Minor league affiliations
- Class: Class D (1915)
- League: Rio Grande Association (1915)

Major league affiliations
- Team: None

Minor league titles
- League titles (0): None

Team data
- Name: Las Cruces Farmers (1912)
- Ballpark: Unknown (1915)

= Las Cruces Farmers =

The Las Cruces Farmers were a short–lived minor league baseball team based in Las Cruces, New Mexico. The Farmers began in the 1915 season as members of the Class D level Rio Grande Association, before the franchise permanently folded early in the season after compiling a 5–14 record.

==History==
The 1915 Las Cruces Farmers became charter members of the six–team Class D level Rio Grande Association. The league started the season with the Albuquerque Dukes, Douglas Miners, El Paso Mackmen, Phoenix Senators and Tucson Old Pueblos joining Las Cruces as charter member franchises.
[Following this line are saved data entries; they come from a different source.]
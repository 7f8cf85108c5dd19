//! Field descriptors
//!
//! A field binds a key to the kind of value expected under it. Commands
//! declare their fields once as constants and use them for both building
//! and reading documents, so the two directions cannot disagree.

use std::fmt;
use std::marker::PhantomData;

use crate::error::{Result, TypesMismatch, WireError};
use crate::repl::HostAndPort;

use super::{DateTime, Document, Expected, KindMismatch, Number, ObjectId, Timestamp, Value, ValueType};

/// Conversion between a Rust type and the document value kind it travels as
pub trait FieldKind {
    type Value;

    /// Reported in type-mismatch errors
    const EXPECTED: Expected;

    fn to_value(value: Self::Value) -> Value;

    fn from_value(field: &str, value: &Value) -> Result<Self::Value>;

    /// Whether a present value should be read as "no value"
    fn is_absent(value: &Value) -> bool {
        value.is_null()
    }
}

fn mismatch(field: &str, kind: KindMismatch) -> WireError {
    WireError::TypesMismatch(TypesMismatch::new(field, kind.expected, kind.found))
}

/// A named, statically typed document key
pub struct Field<K> {
    name: &'static str,
    _kind: PhantomData<fn() -> K>,
}

impl<K> Field<K> {
    pub const fn new(name: &'static str) -> Self {
        Self {
            name,
            _kind: PhantomData,
        }
    }

    pub fn name(&self) -> &'static str {
        self.name
    }
}

impl<K> Clone for Field<K> {
    fn clone(&self) -> Self {
        *self
    }
}

impl<K> Copy for Field<K> {}

impl<K: FieldKind> fmt::Debug for Field<K> {
    fn fmt(&self, f: &mut fmt::Formatter<'_>) -> fmt::Result {
        write!(f, "Field({:?}: {})", self.name, K::EXPECTED)
    }
}

impl<K> fmt::Display for Field<K> {
    fn fmt(&self, f: &mut fmt::Formatter<'_>) -> fmt::Result {
        f.write_str(self.name)
    }
}

// =============================================================================
// Field Kinds
// =============================================================================

macro_rules! simple_kind {
    ($kind:ident, $value:ty, $tag:ident, $convert:ident) => {
        #[derive(Debug, Clone, Copy)]
        pub enum $kind {}

        impl FieldKind for $kind {
            type Value = $value;
            const EXPECTED: Expected = Expected::Type(ValueType::$tag);

            fn to_value(value: $value) -> Value {
                Value::from(value)
            }

            fn from_value(field: &str, value: &Value) -> Result<$value> {
                value.$convert().map_err(|kind| mismatch(field, kind))
            }
        }
    };
}

simple_kind!(BooleanKind, bool, Boolean, to_bool);
simple_kind!(IntKind, i32, Int32, to_i32);
simple_kind!(LongKind, i64, Int64, to_i64);
simple_kind!(DoubleKind, f64, Double, to_f64);
simple_kind!(ObjectIdKind, ObjectId, ObjectId, to_object_id);
simple_kind!(TimestampKind, Timestamp, Timestamp, to_timestamp);
simple_kind!(DateTimeKind, DateTime, DateTime, to_date_time);

#[derive(Debug, Clone, Copy)]
pub enum StringKind {}

impl FieldKind for StringKind {
    type Value = String;
    const EXPECTED: Expected = Expected::Type(ValueType::String);

    fn to_value(value: String) -> Value {
        Value::String(value)
    }

    fn from_value(field: &str, value: &Value) -> Result<String> {
        value
            .as_str()
            .map(str::to_string)
            .map_err(|kind| mismatch(field, kind))
    }
}

#[derive(Debug, Clone, Copy)]
pub enum DocKind {}

impl FieldKind for DocKind {
    type Value = Document;
    const EXPECTED: Expected = Expected::Type(ValueType::Document);

    fn to_value(value: Document) -> Value {
        Value::Document(value)
    }

    fn from_value(field: &str, value: &Value) -> Result<Document> {
        value
            .as_document()
            .cloned()
            .map_err(|kind| mismatch(field, kind))
    }
}

#[derive(Debug, Clone, Copy)]
pub enum ArrayKind {}

impl FieldKind for ArrayKind {
    type Value = Vec<Value>;
    const EXPECTED: Expected = Expected::Type(ValueType::Array);

    fn to_value(value: Vec<Value>) -> Value {
        Value::Array(value)
    }

    fn from_value(field: &str, value: &Value) -> Result<Vec<Value>> {
        value
            .as_array()
            .map(<[Value]>::to_vec)
            .map_err(|kind| mismatch(field, kind))
    }
}

/// Any numeric tag; written back in whatever width the value carries
#[derive(Debug, Clone, Copy)]
pub enum NumberKind {}

impl FieldKind for NumberKind {
    type Value = Number;
    const EXPECTED: Expected = Expected::Number;

    fn to_value(value: Number) -> Value {
        Value::from(value)
    }

    fn from_value(field: &str, value: &Value) -> Result<Number> {
        value.to_number().map_err(|kind| mismatch(field, kind))
    }
}

/// A `host[:port]` string
///
/// An empty string reads as "no host", which is how senders without a known
/// address fill the field.
#[derive(Debug, Clone, Copy)]
pub enum HostAndPortKind {}

impl FieldKind for HostAndPortKind {
    type Value = HostAndPort;
    const EXPECTED: Expected = Expected::Type(ValueType::String);

    fn to_value(value: HostAndPort) -> Value {
        Value::String(value.to_string())
    }

    fn from_value(field: &str, value: &Value) -> Result<HostAndPort> {
        let text = value.as_str().map_err(|kind| mismatch(field, kind))?;
        text.parse()
    }

    fn is_absent(value: &Value) -> bool {
        match value {
            Value::Null => true,
            Value::String(s) => s.is_empty(),
            _ => false,
        }
    }
}

pub type BooleanField = Field<BooleanKind>;
pub type IntField = Field<IntKind>;
pub type LongField = Field<LongKind>;
pub type DoubleField = Field<DoubleKind>;
pub type NumberField = Field<NumberKind>;
pub type StringField = Field<StringKind>;
pub type DocField = Field<DocKind>;
pub type ArrayField = Field<ArrayKind>;
pub type ObjectIdField = Field<ObjectIdKind>;
pub type TimestampField = Field<TimestampKind>;
pub type DateTimeField = Field<DateTimeKind>;
pub type HostAndPortField = Field<HostAndPortKind>;
//! Message header definitions
//!
//! Every frame starts with the same 16-byte little-endian header.

use std::net::IpAddr;

use bytes::{Buf, BufMut, BytesMut};

use crate::error::{Result, WireError};

/// Header size: length (4) + request id (4) + response to (4) + op code (4)
pub const HEADER_SIZE: usize = 16;

/// Operation codes carried in the header
#[derive(Debug, Clone, Copy, PartialEq, Eq, Hash)]
#[repr(i32)]
pub enum OpCode {
    Reply = 1,
    Update = 2001,
    Insert = 2002,
    Query = 2004,
    GetMore = 2005,
    Delete = 2006,
    KillCursors = 2007,
    Command = 2010,
    CommandReply = 2011,
    Msg = 2013,
}

impl OpCode {
    pub fn from_code(code: i32) -> Option<Self> {
        let op_code = match code {
            1 => OpCode::Reply,
            2001 => OpCode::Update,
            2002 => OpCode::Insert,
            2004 => OpCode::Query,
            2005 => OpCode::GetMore,
            2006 => OpCode::Delete,
            2007 => OpCode::KillCursors,
            2010 => OpCode::Command,
            2011 => OpCode::CommandReply,
            2013 => OpCode::Msg,
            _ => return None,
        };
        Some(op_code)
    }

    pub fn code(self) -> i32 {
        self as i32
    }
}

/// The fixed header at the front of every frame
#[derive(Debug, Clone, Copy, PartialEq, Eq)]
pub struct MessageHeader {
    /// Total frame size, this header included
    pub message_length: i32,
    pub request_id: i32,
    /// Request id being answered; zero on requests
    pub response_to: i32,
    /// Raw op code, kept unparsed so unknown codes can be reported
    pub op_code: i32,
}

impl MessageHeader {
    pub fn decode<B: Buf>(buf: &mut B) -> Result<Self> {
        if buf.remaining() < HEADER_SIZE {
            return Err(WireError::InvalidMessage(format!(
                "Incomplete header: expected {} bytes, got {}",
                HEADER_SIZE,
                buf.remaining()
            )));
        }

        Ok(Self {
            message_length: buf.get_i32_le(),
            request_id: buf.get_i32_le(),
            response_to: buf.get_i32_le(),
            op_code: buf.get_i32_le(),
        })
    }

    pub fn encode(&self, buf: &mut BytesMut) {
        buf.put_i32_le(self.message_length);
        buf.put_i32_le(self.request_id);
        buf.put_i32_le(self.response_to);
        buf.put_i32_le(self.op_code);
    }

    /// Bytes following the header
    pub fn body_length(&self) -> usize {
        (self.message_length as usize).saturating_sub(HEADER_SIZE)
    }
}

/// Envelope shared by every decoded request
#[derive(Debug, Clone, PartialEq, Eq)]
pub struct RequestBaseMessage {
    pub client_address: IpAddr,
    pub client_port: u16,
    pub request_id: i32,
    pub op_code: OpCode,
}

impl RequestBaseMessage {
    pub fn new(client_address: IpAddr, client_port: u16, request_id: i32, op_code: OpCode) -> Self {
        Self {
            client_address,
            client_port,
            request_id,
            op_code,
        }
    }

    /// Build the envelope from a parsed header, rejecting unknown op codes
    pub fn from_header(header: &MessageHeader, client_address: IpAddr, client_port: u16) -> Result<Self> {
        let op_code = OpCode::from_code(header.op_code).ok_or_else(|| {
            WireError::InvalidMessage(format!("Unknown op code: {}", header.op_code))
        })?;
        Ok(Self::new(client_address, client_port, header.request_id, op_code))
    }

    pub fn client_address_string(&self) -> String {
        self.client_address.to_string()
    }
}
After beginning league play on April 27, 1915, the Farmers folded on May 24, 1915. The Douglas Miners and Las Cruces teams were both dropped from the league on May 24, 1915, due to financial difficulties. The teams' records were 5–13 and 5–14 respectively. Las Cruces compiled their 5–14 record while playing under manager Bill Hurley.

The league continued play with four teams but folded before the end of the 1915 season. The Rio Grande Association permanently folded on July 5, 1915, with the Phoenix Senators in first place.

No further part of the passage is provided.